Heads up: OnePlus phones have a secret root backdoor and the password is 'angela'
Who left 'wipe the engineering toolkit' off the factory checklist?
Posted in Personal Tech, 14th November 2017 21:32 GMT
Updated An apparent factory cockup has left OnePlus Android smartphones with an exposed diagnostics tool that can be potentially exploited to root the handsets.
Security researcher Robert Baptiste suggested the EngineerMode APK was made by Qualcomm, and was intended to be used by factory staff to test phones for basic functionality before they are shipped out to the public.
Unfortunately, it seems someone at OnePlus forgot to remove or disable the package before kicking the handsets out to the general public, and as a result folks now have access to what is effectively a backdoor in their Android phones.
<Thread> Hey @OnePlus! I don't think this EngineerMode APK must be in an user build...🤦♂️— Elliot Alderson (@fs0c131y) November 13, 2017
This app is a system app made by @Qualcomm and customised by @OnePlus. It's used by the operator in the factory to test the devices. pic.twitter.com/lCV5euYiO6
In addition to basic diagnostic tasks like checking the functionality of the phone's hardware components – such as the GPS and wireless electronics – the tool can also allow people, using the password 'angela', to obtain root access and gain full control over a device:
What is worse, Baptiste and other researchers fear that this backdoor may not just be limited to the OnePlus phones that initially exposed the package, but could affect a number of handsets powered by Qualcomm's firmware and Snapdragon chipsets. We've asked the US chip designer for clarification.

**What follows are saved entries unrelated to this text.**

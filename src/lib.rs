//! Trade Matcher - trade discovery for a collectible card marketplace
//!
//! Given one user's trade and want lists and every other user's lists, the
//! engine finds two-party trades both sides want, scores and ranks them, and
//! replaces the user's stored pending matches with the new set.

pub mod config;
pub mod core;
pub mod engine;
pub mod models;
pub mod routes;
pub mod services;

// Re-export commonly used types
pub use crate::core::{similarity::names_match, Matcher, PricingOracle, PricingResolver};
pub use crate::engine::{EngineError, MatchEngine, MatchRun};
pub use crate::models::{Card, MatchOptions, MatchThresholds, ScoringWeights, TradeMatch, UserInventory, UserProfile};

To disable root (otherwise stays permanent), do: " setprop persist.sys.adb.engineermode 0" and "setprop persist.sys.adbroot 0" or call code *#8011#. Backdoor is not oneplus but Qualcomm firmware specific if not removed when compiling.— Bjoern Kerler (@viperbjk) November 14, 2017
The tweets and subsequent reports on the issue have not gone unnoticed by OnePlus, though no ETA on when a possible fix could arrive.
Thanks for the heads up, we're looking into it.— Carl Pei (@getpeid) November 13, 2017
You can, of course, gain access to root yourself by fiddling with the bootloader on a OnePlus handset. The real fear is that a malicious app could potentially use the toolkit to achieve root access and then install further malware on a targeted device. ®
Updated to add
OnePlus said in a statement today that it will remove the toolkit in an over-the-air update soon, and added that the issue is perhaps not as bad as first feared...
We received a lot of questions regarding an apk found in several devices, including our own, named EngineerMode, and we would like to explain what it is. EngineerMode is a diagnostic tool mainly used for factory production line functionality testing and after sales support.
We’ve seen several statements by community developers that are worried because this apk grants root privileges. While, it can enable adb root which provides privileges for adb commands, it will not let 3rd-party apps access full root privileges. Additionally, adb root is only accessible if USB debugging, which is off by default, is turned on, and any sort of root access would still require physical access to your device.
While we don't see this as a major security issue, we understand that users may still have concerns and therefore we will remove the adb root function from EngineerMode in an upcoming OTA.
A Qualcomm spokesperson has been in touch to say to it's got little to do with this blunder:
After an in-depth investigation, we have determined that the EngineerMode app in question was not authored by Qualcomm. Although remnants of some Qualcomm source code is evident, we believe that others built upon a past, similarly named Qualcomm testing app that was limited to displaying device information. EngineerMode no longer resembles the original code we provided.